---------- RECORDS FOR PROCESSING

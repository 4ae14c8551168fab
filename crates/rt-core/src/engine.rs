//! Inline roll placeholders such as `{{2d6+1}}` are found and re-rolled here.

use regex::Regex;
use rt_dice::{DiceResult, DiceRoller, ExpressionRoll, RngRoller};
use tracing::warn;

use crate::config::EngineConfig;

/// Most placeholders substituted in a single string; later ones are left as written.
pub const MAX_PLACEHOLDERS: usize = 99;

const PLACEHOLDER_PATTERN: &str = r"\{\{\s*([0-9]*)d([0-9]+)(\+|-)?([0-9]+)?\s*\}\}";

/// Evaluates dice for tables: roll expressions, and placeholders in row text.
///
/// The engine owns the dice roller, so every method that rolls takes
/// `&mut self`. Tables themselves never hold any randomness.
#[derive(Debug, Clone)]
pub struct RollEngine<R = RngRoller> {
    placeholder: Regex,
    roller: R,
}

impl RollEngine<RngRoller> {
    /// Create an engine with an RNG-backed roller.
    pub fn new(config: &EngineConfig) -> Self {
        let roller = match config.seed {
            Some(seed) => RngRoller::seeded(seed),
            None => RngRoller::from_os_rng(),
        };
        Self::with_roller(roller)
    }
}

impl Default for RollEngine<RngRoller> {
    fn default() -> Self {
        Self::new(&EngineConfig::default())
    }
}

impl<R> RollEngine<R> {
    /// Create an engine around any dice roller.
    pub fn with_roller(roller: R) -> Self {
        Self {
            placeholder: Regex::new(PLACEHOLDER_PATTERN).expect("hardcoded placeholder pattern"),
            roller,
        }
    }

    /// Whether `text` contains at least one well-formed roll placeholder.
    pub fn is_rollable_string(&self, text: &str) -> bool {
        self.placeholder.is_match(text)
    }
}

impl<R: DiceRoller> RollEngine<R> {
    /// Roll a dice expression such as `2d6+1`.
    pub fn roll_expression(&mut self, expression: &str) -> DiceResult<ExpressionRoll> {
        self.roller.roll_expression(expression)
    }

    /// Roll a single die with `sides` sides.
    pub fn roll_die(&mut self, sides: u32) -> DiceResult<i64> {
        Ok(self.roller.roll(1, sides)?.total())
    }

    /// Replace every placeholder in `text` with a fresh roll.
    ///
    /// Substitution is all or nothing: if any placeholder fails to roll, the
    /// original text is returned unchanged. At most [`MAX_PLACEHOLDERS`]
    /// placeholders are rolled.
    pub fn roll_string(&mut self, text: &str) -> String {
        let found: Vec<&str> = self
            .placeholder
            .find_iter(text)
            .take(MAX_PLACEHOLDERS)
            .map(|m| m.as_str())
            .collect();
        if found.is_empty() {
            return text.to_string();
        }

        let mut rolled = text.to_string();
        for placeholder in found {
            let inner = placeholder
                .trim_start_matches("{{")
                .trim_end_matches("}}")
                .trim();
            match self.roller.roll_expression(inner) {
                Ok(result) => {
                    rolled = rolled.replacen(placeholder, &result.total.to_string(), 1);
                }
                Err(err) => {
                    warn!(placeholder, %err, "leaving text unrolled");
                    return text.to_string();
                }
            }
        }
        rolled
    }
}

--------------------

TASK INSTRUCTIONS:
Tally every line of the data that holds the word "single" and write the count alone.

EXERCISE OUTPUT:
2